By Mark A. Kelley, MD |1/15/18
Founder, HealthWeb Navigator
According to the Centers for Disease Control, we are in the midst of a significant flu season. Headlines tend to amplify danger, but when it comes to the flu, there is reason to worry. After all, the 2012-2013 flu season killed an estimated 56,000 Americans.
Influenza is highly contagious. Even those with mild symptoms can infect others in the first day of their illness. And once the flu virus is in the community, it can spread quickly.
There are two viruses that cause influenza: Type A and B. Type A changes its molecular appearance frequently. That means a strain that caused an epidemic one year may not be the next year’s culprit.
Sometimes a new flu strain emerges that is particularly aggressive and has a higher mortality rate. These frequent changes in the flu virus mean that humans cannot develop long-lasting immunity to its infection.
The solution is to provide a new vaccine each year that protects against the strains of virus that seem most likely to cause a new epidemic. But that prediction is imperfect. It takes six months to develop the vaccine, and in that time the targeted viruses may mutate. Some years, the vaccine hits the target and provides excellent protection. In other years—the aim is not as good.
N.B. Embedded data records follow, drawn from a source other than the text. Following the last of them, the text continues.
//! Census scan-sleep loop and the bounded hand-off queue to the sink.
//!
//! The producer ([`CensusPipeline::run`]) publishes every outcome of a cycle
//! onto a fixed-capacity queue. When the queue is full the publish blocks,
//! so a slow sink delays the next scan instead of growing memory. The
//! consumer ([`drain`]) writes entries to the sink one at a time, in order.

use std::sync::mpsc as std_mpsc;
use std::time::{Duration, Instant};
use tokio::sync::mpsc;
use tracing::{debug, error, info, instrument, warn};

use crate::error::CensusError;
use crate::process::{ProcessRecord, ProcessScanner, SequenceId};
use crate::sink::Sink;

pub const DEFAULT_QUEUE_CAPACITY: usize = 1024;
pub const DEFAULT_POLL_INTERVAL: Duration = Duration::from_secs(60);

/// One queue entry: a record, or an error to report.
pub type CensusEntry = Result<ProcessRecord, CensusError>;

/// The consumer side of the queue is gone.
#[derive(Debug, thiserror::Error)]
#[error("census queue closed")]
pub struct QueueClosed;

/// Producer handle with blocking-put semantics.
#[derive(Debug, Clone)]
pub struct Publisher {
    tx: mpsc::Sender<CensusEntry>,
}

impl Publisher {
    /// Blocks while the queue is full. Must not be called from async code.
    pub fn publish(&self, entry: CensusEntry) -> Result<(), QueueClosed> {
        self.tx.blocking_send(entry).map_err(|_| QueueClosed)
    }
}

/// Creates the bounded hand-off queue.
pub fn census_channel(capacity: usize) -> (Publisher, mpsc::Receiver<CensusEntry>) {
    let (tx, rx) = mpsc::channel(capacity);
    (Publisher { tx }, rx)
}

/// What one scan cycle published.
#[derive(Debug, Clone, Copy, PartialEq, Eq)]
pub struct CycleSummary {
    pub sequence_id: SequenceId,
    pub records: usize,
    pub failures: usize,
    pub scan_failed: bool,
    pub elapsed: Duration,
}

/// Producer: scans, publishes, sleeps, repeats.
pub struct CensusPipeline {
    scanner: ProcessScanner,
    interval: Duration,
}

impl CensusPipeline {
    pub fn new(scanner: ProcessScanner, interval: Duration) -> Self {
        Self { scanner, interval }
    }

    pub fn interval(&self) -> Duration {
        self.interval
    }

    /// Runs one cycle under a fresh sequence id.
    pub fn run_cycle(&self, publisher: &Publisher) -> Result<CycleSummary, QueueClosed> {
        self.run_cycle_with(publisher, SequenceId::random())
    }

    /// Runs one cycle, stamping every record with `sequence_id`.
    #[instrument(skip_all, fields(sequence_id = %sequence_id))]
    pub fn run_cycle_with(
        &self,
        publisher: &Publisher,
        sequence_id: SequenceId,
    ) -> Result<CycleSummary, QueueClosed> {
        let start = Instant::now();
        let mut summary = CycleSummary {
            sequence_id,
            records: 0,
            failures: 0,
            scan_failed: false,
            elapsed: Duration::ZERO,
        };

        match self.scanner.scan(sequence_id) {
            Ok(outcomes) => {
                for outcome in outcomes {
                    match outcome {
                        Ok(record) => {
                            summary.records += 1;
                            publisher.publish(Ok(record))?;
                        }
                        Err(e) => {
                            summary.failures += 1;
                            publisher.publish(Err(e.into()))?;
                        }
                    }
                }
            }
            Err(e) => {
                summary.scan_failed = true;
                publisher.publish(Err(e.into()))?;
            }
        }

        summary.elapsed = start.elapsed();
        Ok(summary)
    }

    /// Loops until the queue closes or `stop` fires. Dropping the sender side
    /// of `stop` also ends the loop after the current cycle.
    pub fn run(&self, publisher: Publisher, stop: std_mpsc::Receiver<()>) {
        info!(
            "Census pipeline started: scanning {} every {}s",
            self.scanner.root().display(),
            self.interval.as_secs()
        );

        loop {
            match self.run_cycle(&publisher) {
                Ok(summary) => info!(
                    "Cycle {} complete: {} records, {} failures{} in {:.2}ms",
                    summary.sequence_id,
                    summary.records,
                    summary.failures,
                    if summary.scan_failed { " (scan failed)" } else { "" },
                    summary.elapsed.as_secs_f64() * 1000.0
                ),
                Err(QueueClosed) => {
                    info!("Census queue closed, stopping pipeline");
                    return;
                }
            }

            match stop.recv_timeout(self.interval) {
                Err(std_mpsc::RecvTimeoutError::Timeout) => continue,
                Ok(()) | Err(std_mpsc::RecvTimeoutError::Disconnected) => {
                    info!("Census pipeline stopping");
                    return;
                }
            }
        }
    }
}

/// Counters accumulated by the consumer.
#[derive(Debug, Clone, Copy, Default, PartialEq, Eq)]
pub struct DrainStats {
    pub written: u64,
    pub write_failures: u64,
    pub process_failures: u64,
    pub scan_failures: u64,
}

/// Consumes the queue until every publisher is dropped. Must not be called
/// from async code.
pub fn drain(
    rx: &mut mpsc::Receiver<CensusEntry>,
    sink: &mut dyn Sink,
    hostname: &str,
) -> DrainStats {
    let mut stats = DrainStats::default();
    while let Some(entry) = rx.blocking_recv() {
        handle_entry(entry, sink, hostname, &mut stats);
    }
    debug!("Census queue drained: {:?}", stats);
    stats
}

fn handle_entry(entry: CensusEntry, sink: &mut dyn Sink, hostname: &str, stats: &mut DrainStats) {
    match entry {
        Ok(record) => match sink.write(hostname, &record) {
            Ok(()) => stats.written += 1,
            Err(e) => {
                stats.write_failures += 1;
                warn!("Failed to write record for process {}: {}", record.pid, e);
            }
        },
        Err(CensusError::Process(e)) => {
            stats.process_failures += 1;
            if e.is_vanished() {
                debug!("{}", e);
            } else {
                warn!("{}", e);
            }
        }
        Err(CensusError::Scan(e)) => {
            stats.scan_failures += 1;
            error!("{}", e);
        }
    }
}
For most healthy people, the flu is usually an inconvenient sickness from which they recover. But there are exceptions. Even healthy people can die from the flu.
Who’s At Risk and Why?
Children are particularly at risk, as are the elderly, pregnant women, and those with chronic illness. These groups account for most of the flu-related deaths every year.
So what makes the flu so deadly?
Research suggests that the flu virus can overwhelm those with weakened immune systems. Normally, our immune system fights off infection pretty well. But for children—whose immune systems aren’t fully developed—and adults over the age of 65, the immune system loses some of its effectiveness. Patients with chronic disease and pregnant women are especially susceptible to the additional stress.
These weaknesses allow the flu more time to invade the body before the immune system can stop it. The most common complication is pneumonia, which can lead to other infections elsewhere. These series of events can also lead to organ failure, long hospitalization, and even death.
Thankfully medical science is able to create the flu vaccine, reducing the flu-risk for millions of Americans.
Why You Should Get the Flu Vaccine
Here are some quick facts about this live-saving vaccine:
1. The flu shot reduces flu-related adult hospitalization by 57%, and as much as 70% in the elderly. For children, the flu vaccine reduces mortality by a whopping 65%.
2. Even if you get the flu, the vaccine will reduce the length of illness and reduce the risk of complications. And you will likely get back on your feet sooner.
3. The flu vaccine helps you protect others. If you are a healthy young or middle-aged adult, you will likely survive the flu—but you will also expose the rest of your family to the virus. Vulnerable family members are more likely to have complications from the flu, and have higher risks of hospitalization and even death. No one wants to expose loved ones to such danger.
The flu vaccine comes with little risk and protects all of us, particularly our children, the elderly, and those with health challenges. If you are healthy, the flu may not pose a great danger to you. But if you pass the virus on to someone who is vulnerable, it may threaten their life.
That alone is a good reason to get a flu shot every year.